* The problem
Your response should contain every line from the data below that holds the string "async".

Stored items
*** Begin section ***

//! Template fetching from a remote base URL
//!
//! The catalog and the selected archives are downloaded up front into a
//! [`MemorySource`], so the scaffold itself never touches the network.

use super::manifest::{TemplateCatalog, CATALOG_FILE};
use super::source::MemorySource;
use crate::product::ProductConfig;
use anyhow::{Context, Result};
use tracing::info;
use url::Url;

/// Template fetcher - downloads the catalog and archives from a base URL
pub struct TemplateFetcher {
    base_url: Url,
    client: reqwest::Client,
}

impl TemplateFetcher {
    /// Create a new fetcher with a custom user agent
    pub fn new(base_url: Url, user_agent: &str) -> Self {
        Self {
            base_url,
            client: reqwest::Client::builder()
                .user_agent(user_agent)
                .build()
                .unwrap_or_else(|_| reqwest::Client::new()),
        }
    }

    /// Create a fetcher from a URL string, using the product's user agent
    pub fn from_url<C: ProductConfig>(config: &C, url: &str) -> Result<Self> {
        let base_url = Url::parse(url).with_context(|| format!("Invalid template URL: {}", url))?;
        Ok(Self::new(base_url, config.user_agent()))
    }

    /// Build a URL by appending path segments, preserving query parameters
    fn build_url(base: &Url, path: &str) -> Result<Url> {
        let mut url = base.clone();
        {
            let mut segments = url
                .path_segments_mut()
                .map_err(|_| anyhow::anyhow!("URL cannot have path segments: {}", base))?;
            segments.pop_if_empty();
            for segment in path.split('/').filter(|s| !s.is_empty()) {
                segments.push(segment);
            }
        }
        Ok(url)
    }

    async fn get_bytes(&self, url: Url) -> Result<Vec<u8>> {
        let response = self
            .client
            .get(url.clone())
            .send()
            .await
            .with_context(|| format!("Failed to fetch {}", url))?;

        if !response.status().is_success() {
            anyhow::bail!("Failed to fetch {}: HTTP {}", url, response.status());
        }

        Ok(response.bytes().await?.to_vec())
    }

    /// Fetch the catalog listing available templates
    pub async fn fetch_catalog(&self) -> Result<TemplateCatalog> {
        let url = Self::build_url(&self.base_url, CATALOG_FILE)?;
        let bytes = self.get_bytes(url).await?;
        let content = String::from_utf8(bytes).context("Template catalog is not valid UTF-8")?;
        TemplateCatalog::from_yaml(&content).context("Failed to parse template catalog")
    }

    /// Download the archives for `ids` into an in-memory source
    pub async fn fetch_templates(
        &self,
        catalog: &TemplateCatalog,
        ids: &[&str],
    ) -> Result<MemorySource> {
        let mut source = MemorySource::new();

        for id in ids {
            let entry = catalog.find(id).ok_or_else(|| {
                anyhow::anyhow!(
                    "Template '{}' not found. Available templates: {}",
                    id,
                    catalog.ids().join(", ")
                )
            })?;

            let url = Self::build_url(&self.base_url, &entry.archive_file())?;
            let archive = self
                .get_bytes(url)
                .await
                .with_context(|| format!("Failed to fetch template archive: {}", id))?;
            info!(template = %id, bytes = archive.len(), "downloaded template archive");

            source.insert(entry.clone(), archive);
        }

        Ok(source)
    }

    pub fn base_url(&self) -> &Url {
        &self.base_url
    }
}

*** End section ***

* Answer to this task
    async fn get_bytes(&self, url: Url) -> Result<Vec<u8>> {
    pub async fn fetch_catalog(&self) -> Result<TemplateCatalog> {
    pub async fn fetch_templates(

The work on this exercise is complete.